Department of Obstetrics and Gynecology, Faculty of Medical Sciences, University of Fukui, 23-3 Matsuoka-Shimoaizuki, Eiheiji-cho, Yoshida-gun, Fukui, 910-1193, Japan.
Department of Obstetrics and Gynecology, Nara Prefecture Seiwa Medical Center, Nara, Japan.
Int J Clin Oncol. 2020 Apr;25(4):741-745. doi: 10.1007/s10147-019-01574-z. Epub 2019 Nov 14.

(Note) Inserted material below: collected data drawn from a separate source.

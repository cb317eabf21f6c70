//! TopoJSON decoding.
//!
//! Turns a named geometry object of a `Topology` into one [`TopologyFeature`]
//! per geometry. Arcs are shared between neighbouring regions and may be
//! quantized (delta-encoded integers plus a `transform`); every arc is decoded
//! to absolute coordinates once and rings are stitched from those.

use crate::error::ChoroplethError;
use crate::types::TopologyFeature;
use anyhow::{anyhow, Context, Result};
use geo::{Coord, LineString, MultiPolygon, Polygon};
use serde::Deserialize;
use std::collections::HashMap;

#[derive(Debug, Deserialize)]
pub struct Topology {
    #[serde(default)]
    pub transform: Option<Transform>,
    pub arcs: Vec<Vec<Vec<f64>>>,
    pub objects: HashMap<String, GeometryObject>,
}

#[derive(Debug, Deserialize, Clone, Copy)]
pub struct Transform {
    pub scale: [f64; 2],
    pub translate: [f64; 2],
}

#[derive(Debug, Deserialize)]
pub struct GeometryObject {
    /// `None` for TopoJSON null geometries
    #[serde(rename = "type")]
    pub kind: Option<String>,
    #[serde(default)]
    pub id: Option<serde_json::Value>,
    #[serde(default)]
    pub arcs: Option<serde_json::Value>,
    #[serde(default)]
    pub geometries: Vec<GeometryObject>,
}

impl Topology {
    /// Decode the object `name` into features, in input order.
    pub fn features(&self, name: &str) -> Result<Vec<TopologyFeature>> {
        let object = self
            .objects
            .get(name)
            .ok_or_else(|| ChoroplethError::MissingObject(name.to_string()))?;

        let arcs = self.decode_arcs()?;

        match object.kind.as_deref() {
            Some("GeometryCollection") => object
                .geometries
                .iter()
                .map(|g| feature(&arcs, g))
                .collect(),
            _ => Ok(vec![feature(&arcs, object)?]),
        }
    }

    fn decode_arcs(&self) -> Result<Vec<Vec<Coord<f64>>>> {
        self.arcs
            .iter()
            .enumerate()
            .map(|(n, arc)| {
                let mut x = 0.0;
                let mut y = 0.0;
                arc.iter()
                    .map(|position| {
                        let (px, py) = match position.as_slice() {
                            [px, py, ..] => (*px, *py),
                            _ => return Err(anyhow!("arc {} has a position with fewer than two values", n)),
                        };
                        Ok(match self.transform {
                            Some(t) => {
                                x += px;
                                y += py;
                                Coord {
                                    x: x * t.scale[0] + t.translate[0],
                                    y: y * t.scale[1] + t.translate[1],
                                }
                            }
                            None => Coord { x: px, y: py },
                        })
                    })
                    .collect::<Result<Vec<_>>>()
            })
            .collect()
    }
}

fn feature(arcs: &[Vec<Coord<f64>>], object: &GeometryObject) -> Result<TopologyFeature> {
    let id = object.id.as_ref().and_then(parse_id);
    let mut polygons = Vec::new();
    collect_polygons(arcs, object, &mut polygons)
        .with_context(|| format!("Failed to decode geometry {:?}", id))?;
    Ok(TopologyFeature {
        id,
        geometry: MultiPolygon::new(polygons),
    })
}

fn parse_id(value: &serde_json::Value) -> Option<u32> {
    match value {
        serde_json::Value::Number(n) => n.as_u64().and_then(|v| u32::try_from(v).ok()),
        serde_json::Value::String(s) => s.trim().parse().ok(),
        _ => None,
    }
}

fn collect_polygons(
    arcs: &[Vec<Coord<f64>>],
    object: &GeometryObject,
    out: &mut Vec<Polygon<f64>>,
) -> Result<()> {
    match object.kind.as_deref() {
        Some("Polygon") => {
            let rings: Vec<Vec<i64>> = arc_refs(object)?;
            if let Some(p) = polygon(arcs, &rings)? {
                out.push(p);
            }
        }
        Some("MultiPolygon") => {
            let polys: Vec<Vec<Vec<i64>>> = arc_refs(object)?;
            for rings in &polys {
                if let Some(p) = polygon(arcs, rings)? {
                    out.push(p);
                }
            }
        }
        Some("GeometryCollection") => {
            for g in &object.geometries {
                collect_polygons(arcs, g, out)?;
            }
        }
        // Null geometries and point/line types carry no fillable area
        _ => {}
    }
    Ok(())
}

fn arc_refs<T: serde::de::DeserializeOwned + Default>(object: &GeometryObject) -> Result<T> {
    match &object.arcs {
        Some(v) => serde_json::from_value(v.clone()).context("Malformed arc references"),
        None => Ok(T::default()),
    }
}

fn polygon(arcs: &[Vec<Coord<f64>>], rings: &[Vec<i64>]) -> Result<Option<Polygon<f64>>> {
    let mut rings = rings
        .iter()
        .map(|r| ring(arcs, r))
        .collect::<Result<Vec<_>>>()?
        .into_iter()
        .filter(|r| !r.0.is_empty());

    Ok(rings.next().map(|exterior| Polygon::new(exterior, rings.collect())))
}

fn ring(arcs: &[Vec<Coord<f64>>], refs: &[i64]) -> Result<LineString<f64>> {
    let mut points: Vec<Coord<f64>> = Vec::new();

    for &i in refs {
        let index = if i < 0 { !i } else { i };
        let arc = usize::try_from(index)
            .ok()
            .and_then(|idx| arcs.get(idx))
            .ok_or(ChoroplethError::ArcOutOfRange { index: i, len: arcs.len() })?;

        // Consecutive arcs share their joining point
        points.pop();
        let start = points.len();
        points.extend_from_slice(arc);
        if i < 0 {
            points[start..].reverse();
        }
    }

    if !points.is_empty() && points.len() < 4 {
        points.push(points[0]);
    }

    Ok(LineString::new(points))
}

#[cfg(test)]
mod tests {
    use super::*;

    fn coords(poly: &Polygon<f64>) -> Vec<(f64, f64)> {
        poly.exterior().0.iter().map(|c| (c.x, c.y)).collect()
    }

    fn square_topology(transform: &str, geometries: &str) -> Topology {
        let json = format!(
            r#"{{
                "type": "Topology",
                {transform}
                "arcs": [
                    [[0, 0], [2, 0], [0, 2]],
                    [[2, 2], [-2, 0], [0, -2]]
                ],
                "objects": {{
                    "counties": {{
                        "type": "GeometryCollection",
                        "geometries": [{geometries}]
                    }}
                }}
            }}"#
        );
        serde_json::from_str(&json).unwrap()
    }

    const IDENTITY: &str = r#""transform": {"scale": [1, 1], "translate": [0, 0]},"#;

    #[test]
    fn stitches_arcs_into_closed_ring() {
        let topo = square_topology(IDENTITY, r#"{"type": "Polygon", "id": 1001, "arcs": [[0, 1]]}"#);
        let features = topo.features("counties").unwrap();

        assert_eq!(features.len(), 1);
        assert_eq!(features[0].id, Some(1001));
        let poly = &features[0].geometry.0[0];
        assert_eq!(
            coords(poly),
            vec![(0.0, 0.0), (2.0, 0.0), (2.0, 2.0), (0.0, 2.0), (0.0, 0.0)]
        );
    }

    #[test]
    fn negative_indices_reverse_arcs() {
        let topo = square_topology(IDENTITY, r#"{"type": "Polygon", "id": "01003", "arcs": [[-2, -1]]}"#);
        let features = topo.features("counties").unwrap();

        assert_eq!(features[0].id, Some(1003));
        assert_eq!(
            coords(&features[0].geometry.0[0]),
            vec![(0.0, 0.0), (0.0, 2.0), (2.0, 2.0), (2.0, 0.0), (0.0, 0.0)]
        );
    }

    #[test]
    fn applies_quantization_transform() {
        let topo = square_topology(
            r#""transform": {"scale": [0.5, 0.25], "translate": [10, 20]},"#,
            r#"{"type": "MultiPolygon", "id": 5, "arcs": [[[0, 1]]]}"#,
        );
        let features = topo.features("counties").unwrap();
        let pts = coords(&features[0].geometry.0[0]);
        assert_eq!(pts[0], (10.0, 20.0));
        assert_eq!(pts[1], (11.0, 20.0));
        assert_eq!(pts[2], (11.0, 20.5));
    }

    #[test]
    fn untransformed_arcs_are_absolute() {
        let json = r#"{
            "type": "Topology",
            "arcs": [[[1, 1], [4, 1], [4, 5], [1, 1]]],
            "objects": {"land": {"type": "Polygon", "arcs": [[0]]}}
        }"#;
        let topo: Topology = serde_json::from_str(json).unwrap();
        let features = topo.features("land").unwrap();
        assert_eq!(features.len(), 1);
        assert_eq!(features[0].id, None);
        assert_eq!(
            coords(&features[0].geometry.0[0]),
            vec![(1.0, 1.0), (4.0, 1.0), (4.0, 5.0), (1.0, 1.0)]
        );
    }

    #[test]
    fn null_geometry_yields_empty_feature() {
        let topo = square_topology(IDENTITY, r#"{"type": null, "id": 42}"#);
        let features = topo.features("counties").unwrap();
        assert_eq!(features[0].id, Some(42));
        assert!(features[0].geometry.0.is_empty());
    }

    #[test]
    fn keeps_feature_order() {
        let topo = square_topology(
            IDENTITY,
            r#"{"type": "Polygon", "id": 3, "arcs": [[0, 1]]},
               {"type": "Polygon", "id": 1, "arcs": [[0, 1]]},
               {"type": "Polygon", "id": 2, "arcs": [[0, 1]]}"#,
        );
        let ids: Vec<_> = topo.features("counties").unwrap().iter().map(|f| f.id).collect();
        assert_eq!(ids, vec![Some(3), Some(1), Some(2)]);
    }

    #[test]
    fn missing_object_is_an_error() {
        let topo = square_topology(IDENTITY, "");
        let err = topo.features("states").unwrap_err();
        assert!(matches!(
            err.downcast_ref::<ChoroplethError>(),
            Some(ChoroplethError::MissingObject(name)) if name == "states"
        ));
    }

    #[test]
    fn out_of_range_arc_is_an_error() {
        let topo = square_topology(IDENTITY, r#"{"type": "Polygon", "id": 1, "arcs": [[0, 7]]}"#);
        let err = topo.features("counties").unwrap_err();
        assert!(err
            .chain()
            .any(|e| matches!(e.downcast_ref::<ChoroplethError>(), Some(ChoroplethError::ArcOutOfRange { index: 7, len: 2 }))));
    }
}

The proportion of elderly Japanese people (age ≥ 65 years) is currently 27.7%, and the average life span of women is 87.14 years, both of which are unprecedented. In gynecologic cancer, evidence of treatment for the elderly is scarce, and treatment policies are determined by each facility. The aim of the present study was to investigate the status of treatment policies for elderly patients with gynecologic cancer.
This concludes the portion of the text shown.